Up to the late 1980s, I worked on the sociology of deviance, family, religion, landscape, tourism, work and unemployment. My PhD (Aberdeen 1975) was an interactionist study of a school for young offenders. Four themes have permeated much of my work:
* Late 1980s to the present: the sociology of death.
* Early 1980s to the present: Public policy concerning work and money (an interest deriving from my own experience of employment, unemployment and self-employment)
* Late 1970s to the present: The physical space in which social interaction and ritual take place (hence the interest in landscape, tourism, pilgrimage, crematoria, etc. Part of me always wanted to be a geographer, another part an architect!)
* Early 1970s to later 1980s: The relation between sociology and religious faith (this deriving from my earlier religious faith, though I am now agnostic)
To hear Tony speak about the sociology of death, click here. This will direct you to the UK Future TV site, you will need a media player to view the file.
BOOKS ON THE SOCIOLOGY OF DEATH
On Bereavement: the culture of grief, Open University Press, 1999.
This is the first attempt at a sociology of bereavement since the work of Gorer (1965) and Marris (1974). Drawing on Durkheim’s concepts of integration and regulation, it explores a) the positioning of bereaved people between the living and the dead and b) the ‘policing’ of grief by families and other social groups.
The Mourning for Diana, Berg, 1999. Editor.
A collection of ethnographies, documenting what happened in the week or two after Princess Diana’s death, together with a small number of analytical essays.

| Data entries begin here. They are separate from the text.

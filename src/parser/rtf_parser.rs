//! Recursive-descent RTF parser.

use log::{debug, trace};

use crate::error::{Error, Result};
use crate::model::{Document, Node};

use super::scanner::Scanner;

/// Whitespace bytes that never produce nodes on their own.
fn is_space(c: u8) -> bool {
    matches!(c, b' ' | b'\t' | b'\r' | 0x0c | b'\n' | 0)
}

/// Bytes that terminate a control word and are swallowed with it.
fn is_delimiter(c: Option<u8>) -> bool {
    matches!(c, Some(c) if is_space(c) || c == b';')
}

/// Value of a `\'XX` escape; bytes that are not hex digits are skipped.
fn hex_value(h1: u8, h2: u8) -> u8 {
    [h1, h2]
        .iter()
        .filter_map(|b| (*b as char).to_digit(16))
        .fold(0u8, |acc, d| (acc << 4) | d as u8)
}

/// Deepest group nesting accepted before parsing fails.
pub const MAX_GROUP_DEPTH: usize = 256;

/// Integer value of a parameter string, saturating.
///
/// Leading whitespace and one sign are accepted; parsing stops at the
/// first non-digit.
fn leading_number(digits: &[u8]) -> i64 {
    let start = digits
        .iter()
        .position(|b| !matches!(b, b' ' | b'\t' | b'\n' | b'\r' | 0x0b | 0x0c))
        .unwrap_or(digits.len());
    let (negative, rest) = match &digits[start..] {
        [b'-', rest @ ..] => (true, rest),
        [b'+', rest @ ..] => (false, rest),
        rest => (false, rest),
    };

    let magnitude = rest
        .iter()
        .take_while(|b| b.is_ascii_digit())
        .fold(0i64, |acc, b| {
            acc.saturating_mul(10).saturating_add(i64::from(b - b'0'))
        });
    if negative {
        magnitude.saturating_neg()
    } else {
        magnitude
    }
}

/// RTF document parser.
pub struct RtfParser<'a> {
    scanner: Scanner<'a>,
    depth: usize,
}

impl<'a> RtfParser<'a> {
    /// Create a parser over an RTF byte buffer.
    ///
    /// Fails with [`Error::InvalidArgument`] if `data` is empty.
    pub fn new(data: &'a [u8]) -> Result<Self> {
        Ok(Self::from_scanner(Scanner::new(data)?))
    }

    /// Create a parser from an existing scanner.
    pub fn from_scanner(scanner: Scanner<'a>) -> Self {
        Self { scanner, depth: 0 }
    }

    /// Parse the whole buffer into a [`Document`].
    ///
    /// The scanner is rewound afterwards, so calling `parse` again builds
    /// an identical document. Groups nested deeper than
    /// [`MAX_GROUP_DEPTH`] fail with [`Error::Parse`].
    pub fn parse(&mut self) -> Result<Document> {
        self.depth = 0;
        let nodes = self.parse_group();
        self.scanner.reset();
        let nodes = nodes?;

        let doc = Document::new(nodes);
        debug!(
            "parsed {} bytes into {} nodes",
            self.scanner.len(),
            doc.node_count()
        );
        Ok(doc)
    }

    /// Parse one nesting level and merge character runs into text nodes.
    fn parse_group(&mut self) -> Result<Vec<Node>> {
        let mut nodes = Vec::new();
        let mut run = Vec::new();

        for node in self.raw_parse()? {
            if let Node::Char { code } = node {
                run.push(code);
                continue;
            }
            if !run.is_empty() {
                nodes.push(Node::text_run(std::mem::take(&mut run)));
            }
            nodes.push(node);
        }
        if !run.is_empty() {
            nodes.push(Node::text_run(run));
        }

        Ok(nodes)
    }

    /// Parse one nesting level up to its closing brace or end of input.
    fn raw_parse(&mut self) -> Result<Vec<Node>> {
        let mut nodes = Vec::new();

        while self.scanner.has_next() {
            let Some(c) = self.scanner.next() else {
                break;
            };
            match c {
                b'\\' => {
                    if let Some(node) = self.parse_backslash()? {
                        nodes.push(node);
                    }
                }
                b'{' => {
                    if self.depth >= MAX_GROUP_DEPTH {
                        return Err(Error::parse(
                            "group nesting too deep",
                            self.scanner.pos(),
                        ));
                    }
                    self.depth += 1;
                    let children = self.parse_group()?;
                    self.depth -= 1;
                    nodes.push(Node::block(children));
                }
                b'}' => return Ok(nodes),
                b'\t' | b'\r' | 0x0c | b'\n' | 0 => {}
                b' ' => {
                    while self.scanner.next() == Some(b' ') {}
                    self.scanner.back()?;
                    nodes.push(Node::char(b' '));
                }
                _ => nodes.push(Node::char(c)),
            }
        }

        Ok(nodes)
    }

    /// Parse what follows a backslash. Unknown symbols yield `None`.
    fn parse_backslash(&mut self) -> Result<Option<Node>> {
        let c = self
            .scanner
            .next()
            .ok_or_else(|| self.unexpected_end("unexpected end after backslash"))?;

        let node = match c {
            b'\\' => Node::char(b'\\'),
            b'*' => Node::ctrl_word("\\*", 0),
            // non-breaking space
            b'~' => Node::char(b' '),
            // non-breaking and optional hyphens
            b'_' | b'-' => Node::char(b'-'),
            b'\'' => {
                let h1 = self
                    .scanner
                    .next()
                    .ok_or_else(|| self.unexpected_end("unexpected end after \\'"))?;
                let h2 = self
                    .scanner
                    .next()
                    .ok_or_else(|| self.unexpected_end("unexpected end after \\'x"))?;
                Node::char(hex_value(h1, h2))
            }
            c if c.is_ascii_alphabetic() => self.parse_ctrl_word(c)?,
            _ => {
                trace!(
                    "ignoring control symbol {:?} at {}",
                    c as char,
                    self.scanner.pos()
                );
                return Ok(None);
            }
        };

        Ok(Some(node))
    }

    /// Parse a control word whose first letter has been read.
    fn parse_ctrl_word(&mut self, first: u8) -> Result<Node> {
        let mut name = String::from("\\");
        name.push(first as char);

        let mut c = self.scanner.next();
        while let Some(b) = c.filter(u8::is_ascii_alphabetic) {
            name.push(b as char);
            c = self.scanner.next();
        }

        if !self.scanner.has_next() || is_delimiter(c) {
            return Ok(Node::ctrl_word(name, 0));
        }

        let minus = c == Some(b'-');
        let first_digit = match c {
            Some(b'-') => self
                .scanner
                .next()
                .ok_or_else(|| self.unexpected_end("unexpected end after minus in parameter"))?,
            Some(d) if d.is_ascii_digit() => d,
            _ => {
                self.scanner.back()?;
                return Ok(Node::ctrl_word(name, 0));
            }
        };

        let mut digits = vec![first_digit];
        c = self.scanner.next();
        while let Some(b) = c.filter(u8::is_ascii_digit) {
            digits.push(b);
            c = self.scanner.next();
        }
        if !is_delimiter(c) {
            self.scanner.back()?;
        }

        let value = leading_number(&digits);
        let param = if minus { value.saturating_neg() } else { value };
        Ok(Node::ctrl_word(name, param))
    }

    fn unexpected_end(&self, message: &str) -> Error {
        Error::parse(message, self.scanner.pos())
    }
}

Published in an anthropology list with a special interest in material culture.
The Eclipse of Eternity - a sociology of the afterlife, Basingstoke: Macmillan, New York: St Martin’s Press1996
If religion, historically at least in the West, has been about fear/hope of death and life after death, it is extraordinary that the sociology of secularisation has almost totally ignored the question of afterlife beliefs in a secular society. The book reviews relevant evidence/literature, in order to clarify the research questions that need to be addressed. The book is unusual in bringing together the sociology of religion and a sociological understanding of death in modern society.
The Revival of Death, London & New York: Routledge1994.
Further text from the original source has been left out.